In "Graveyard Shift," a textile mill worker plays a deadly game of chicken with his foreman as they descend into the mill's cellar. More gripping than the rodents they find is the antagonistic relationship between Hall, the college-educated drifter, and Warwick, the insensitive foreman. Warwick repeatedly refers to Hall with disdain as "college boy" and never eases up on the mill workers, despite the futility of their special clean-up project, the growing number of men suffering from rat bites, and the ever-increasing size of the rats they encounter while venturing deeper into the cavernous passageways beneath the mill.
King shows that he can write strong thrillers here, too. In "The Ledge," a cuckolded husband forces a man to walk the five-inch ledge outside of his penthouse apartment, forty-three stories up. "Quitters, Inc." concerns a company that uses pragmatic methods to help smokers kick the habit - or else.
Night Shift offers some welcome links to King's novels: "Night Surf," with its small group of A6 flu survivors, is a kind of precursor to "The Stand"; "Jerusalem's Lot" is a tenuous prequel to "Salem's Lot" and an homage to H.P. Lovecraft, complete with a character screaming, "Servant of Yogsoggoth, the Nameless One! The Worm from beyond Space!
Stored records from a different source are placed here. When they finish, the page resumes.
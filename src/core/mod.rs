//! Core functionality for the refill kiosk
//! Scale connectivity and the refill flow that consumes its readings.

pub mod refill;
pub mod scale;

// Re-export commonly used types
pub use refill::{RefillHandle, RefillSnapshot, RefillStep};
pub use scale::{ScaleConnection, ScaleLink};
Star-Eater!" before fleeing from the beast living beneath a desecrated church; and "One for the Road" is a short sequel to "Salem's Lot," in which unlucky out-of-towners are trapped in The Lot during a snowstorm.
Some of the weakest tales in the collection are about mankind's creations running amok, or man's own body turning against him. No matter how strong King's writing is, or how solid the narrative structure, or how vivid the dialogue, ultimately some of the outlandish plots prove to be too much weight for the stories to bear. For example, in "The Mangler," an industrial speed ironer/folder develops a taste for blood. Despite King's masterful handling, the idea of a piece of industrial laundry equipment "trying to pull itself out of the concrete, like a dinosaur trying to escape a tar pit" and then chasing a man down the street is simply too ridiculous. Likewise, in "Gray Matter," the image of "a huge gray wave of jelly, jelly that looked like a man, and leaving a trail of slime behind it" breaks the spell of the well-told but ludicrous tale of a man who drinks an infected beer and slowly changes into a mass of gelatinous ooze.
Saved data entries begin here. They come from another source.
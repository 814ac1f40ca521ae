//! Refill driver
//! Runs a [`RefillMachine`] on a tokio task, feeding it scale readings,
//! timer expirations and commands from any number of [`RefillHandle`]s.

use log::{debug, info, warn};
use tokio::sync::{broadcast, mpsc, oneshot, watch};
use tokio::task::JoinHandle;
use tokio::time::{Instant, sleep_until};
use tokio_util::sync::CancellationToken;

use crate::config::refill_config::RefillConfig;
use crate::core::refill::machine::{
    RefillError, RefillEvent, RefillMachine, RefillSnapshot, ResetCause,
};
use crate::core::refill::session::{Checkout, Product};
use crate::core::scale::ScaleFeed;

const COMMAND_BUFFER: usize = 16;
const EVENT_BUFFER: usize = 64;

/// Session changes that only need an acknowledgement
#[derive(Debug)]
enum SessionUpdate {
    Reset,
    SelectProduct(Product),
    SetPurchaseContainer(bool),
    InjectWeight(u32),
    Activity,
}

#[derive(Debug)]
enum RefillCommand {
    ConfirmTare(oneshot::Sender<Result<u32, RefillError>>),
    ConfirmFill(oneshot::Sender<Result<Checkout, RefillError>>),
    Update(SessionUpdate, oneshot::Sender<()>),
}

/// Cloneable handle to a running refill driver.
///
/// The driver stops when [`RefillHandle::shutdown`] is called or when the
/// last handle is dropped.
#[derive(Clone)]
pub struct RefillHandle {
    commands: mpsc::Sender<RefillCommand>,
    snapshot: watch::Receiver<RefillSnapshot>,
    events: broadcast::Sender<RefillEvent>,
    shutdown: CancellationToken,
}

impl RefillHandle {
    /// Starts the driver on the current runtime.
    pub fn spawn(config: RefillConfig, feed: ScaleFeed) -> (Self, JoinHandle<()>) {
        let machine = RefillMachine::new(config, Instant::now());
        let (commands_tx, commands_rx) = mpsc::channel(COMMAND_BUFFER);
        let (snapshot_tx, snapshot_rx) = watch::channel(machine.snapshot());
        let (events_tx, _) = broadcast::channel(EVENT_BUFFER);
        let shutdown = CancellationToken::new();

        let driver = Driver {
            machine,
            feed,
            snapshot: snapshot_tx,
            events: events_tx.clone(),
        };
        let task = tokio::spawn(driver.run(commands_rx, shutdown.clone()));

        let handle = Self {
            commands: commands_tx,
            snapshot: snapshot_rx,
            events: events_tx,
            shutdown,
        };
        (handle, task)
    }

    /// Captures the settled container weight.
    pub async fn confirm_tare(&self) -> Result<u32, RefillError> {
        let (tx, rx) = oneshot::channel();
        self.send(RefillCommand::ConfirmTare(tx)).await?;
        rx.await.map_err(|_| RefillError::DriverStopped)?
    }

    /// Prices the settled fill and completes the session.
    pub async fn confirm_fill(&self) -> Result<Checkout, RefillError> {
        let (tx, rx) = oneshot::channel();
        self.send(RefillCommand::ConfirmFill(tx)).await?;
        rx.await.map_err(|_| RefillError::DriverStopped)?
    }

    pub async fn reset(&self) -> Result<(), RefillError> {
        self.update(SessionUpdate::Reset).await
    }

    pub async fn select_product(&self, product: Product) -> Result<(), RefillError> {
        self.update(SessionUpdate::SelectProduct(product)).await
    }

    pub async fn set_purchase_container(&self, purchase: bool) -> Result<(), RefillError> {
        self.update(SessionUpdate::SetPurchaseContainer(purchase)).await
    }

    /// Feeds a reading as if the scale had sent it. Used for simulation.
    pub async fn inject_weight(&self, grams: u32) -> Result<(), RefillError> {
        self.update(SessionUpdate::InjectWeight(grams)).await
    }

    pub async fn record_activity(&self) -> Result<(), RefillError> {
        self.update(SessionUpdate::Activity).await
    }

    pub fn snapshot(&self) -> RefillSnapshot {
        self.snapshot.borrow().clone()
    }

    /// Snapshot updates, for UIs that redraw on change
    pub fn watch_snapshot(&self) -> watch::Receiver<RefillSnapshot> {
        self.snapshot.clone()
    }

    pub fn subscribe(&self) -> broadcast::Receiver<RefillEvent> {
        self.events.subscribe()
    }

    pub fn shutdown(&self) {
        self.shutdown.cancel();
    }

    async fn update(&self, update: SessionUpdate) -> Result<(), RefillError> {
        let (tx, rx) = oneshot::channel();
        self.send(RefillCommand::Update(update, tx)).await?;
        rx.await.map_err(|_| RefillError::DriverStopped)
    }

    async fn send(&self, command: RefillCommand) -> Result<(), RefillError> {
        self.commands
            .send(command)
            .await
            .map_err(|_| RefillError::DriverStopped)
    }
}

struct Driver {
    machine: RefillMachine,
    feed: ScaleFeed,
    snapshot: watch::Sender<RefillSnapshot>,
    events: broadcast::Sender<RefillEvent>,
}

impl Driver {
    async fn run(mut self, mut commands: mpsc::Receiver<RefillCommand>, shutdown: CancellationToken) {
        info!("Refill driver started.");
        self.sync_scale(Instant::now());

        let mut weight_open = true;
        let mut connection_open = true;

        loop {
            let deadline = self.machine.next_deadline();
            tokio::select! {
                biased;
                _ = shutdown.cancelled() => break,
                command = commands.recv() => match command {
                    Some(command) => self.handle(command),
                    None => {
                        debug!("All refill handles dropped.");
                        break;
                    }
                },
                changed = self.feed.weight.changed(), if weight_open => {
                    if changed.is_err() {
                        warn!("Scale weight feed closed.");
                        weight_open = false;
                    }
                    let grams = *self.feed.weight.borrow_and_update();
                    self.machine.observe_weight(grams, Instant::now());
                }
                changed = self.feed.connection.changed(), if connection_open => {
                    if changed.is_err() {
                        warn!("Scale connection feed closed.");
                        connection_open = false;
                    }
                    let connected = self.feed.connection.borrow_and_update().is_connected();
                    self.machine.set_scale_connected(connected, Instant::now());
                }
                _ = sleep_until(deadline.unwrap_or_else(Instant::now)), if deadline.is_some() => {}
            }

            self.machine.poll(Instant::now());
            self.publish();
        }

        info!("Refill driver stopped.");
    }

    /// Commands win the biased select, so readings that arrived alongside
    /// one are applied before it runs.
    fn absorb_scale(&mut self, now: Instant) {
        if self.feed.connection.has_changed().unwrap_or(false) {
            let connected = self.feed.connection.borrow_and_update().is_connected();
            self.machine.set_scale_connected(connected, now);
        }
        if self.feed.weight.has_changed().unwrap_or(false) {
            let grams = *self.feed.weight.borrow_and_update();
            self.machine.observe_weight(grams, now);
        }
    }

    fn sync_scale(&mut self, now: Instant) {
        let connected = self.feed.connection.borrow_and_update().is_connected();
        let grams = *self.feed.weight.borrow_and_update();
        self.machine.set_scale_connected(connected, now);
        self.machine.observe_weight(grams, now);
        self.publish();
    }

    /// Applies a command. State is published before the caller hears back.
    fn handle(&mut self, command: RefillCommand) {
        let now = Instant::now();
        self.absorb_scale(now);
        match command {
            RefillCommand::ConfirmTare(reply) => {
                let result = self.machine.confirm_tare(now);
                self.publish();
                let _ = reply.send(result);
            }
            RefillCommand::ConfirmFill(reply) => {
                let result = self.machine.confirm_fill(now);
                self.publish();
                let _ = reply.send(result);
            }
            RefillCommand::Update(update, reply) => {
                self.machine.poll(now);
                match update {
                    SessionUpdate::Reset => self.machine.reset(ResetCause::Requested, now),
                    SessionUpdate::SelectProduct(product) => {
                        self.machine.select_product(product, now)
                    }
                    SessionUpdate::SetPurchaseContainer(purchase) => {
                        self.machine.set_purchase_container(purchase, now)
                    }
                    SessionUpdate::InjectWeight(grams) => self.machine.observe_weight(grams, now),
                    SessionUpdate::Activity => self.machine.record_activity(now),
                }
                self.publish();
                let _ = reply.send(());
            }
        }
    }

    /// Snapshot first, so an event listener always reads the state it describes.
    fn publish(&mut self) {
        let snapshot = self.machine.snapshot();
        self.snapshot.send_if_modified(|current| {
            if *current == snapshot {
                false
            } else {
                *current = snapshot;
                true
            }
        });
        for event in self.machine.drain_events() {
            // No subscribers is fine.
            let _ = self.events.send(event);
        }
    }
}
Although King manages to shoehorn four non-horror stories into Night Shift, he fully embraces the label of "horror writer" in this 1978 collection. His previous books ("Carrie," "Salem's Lot," "The Shining") were clearly horror, yet it seemed obvious from the quality of his writing and the underlying issues he examined (the social battlefield that is high school, the subtle forms of evil festering within our own homes) that King could write literary fiction, if he chose to do so. In the foreword to Night Shift, King answers the unspoken question of why he continues to write genre fiction with a question of his own: "Why do you assume that I have a choice?"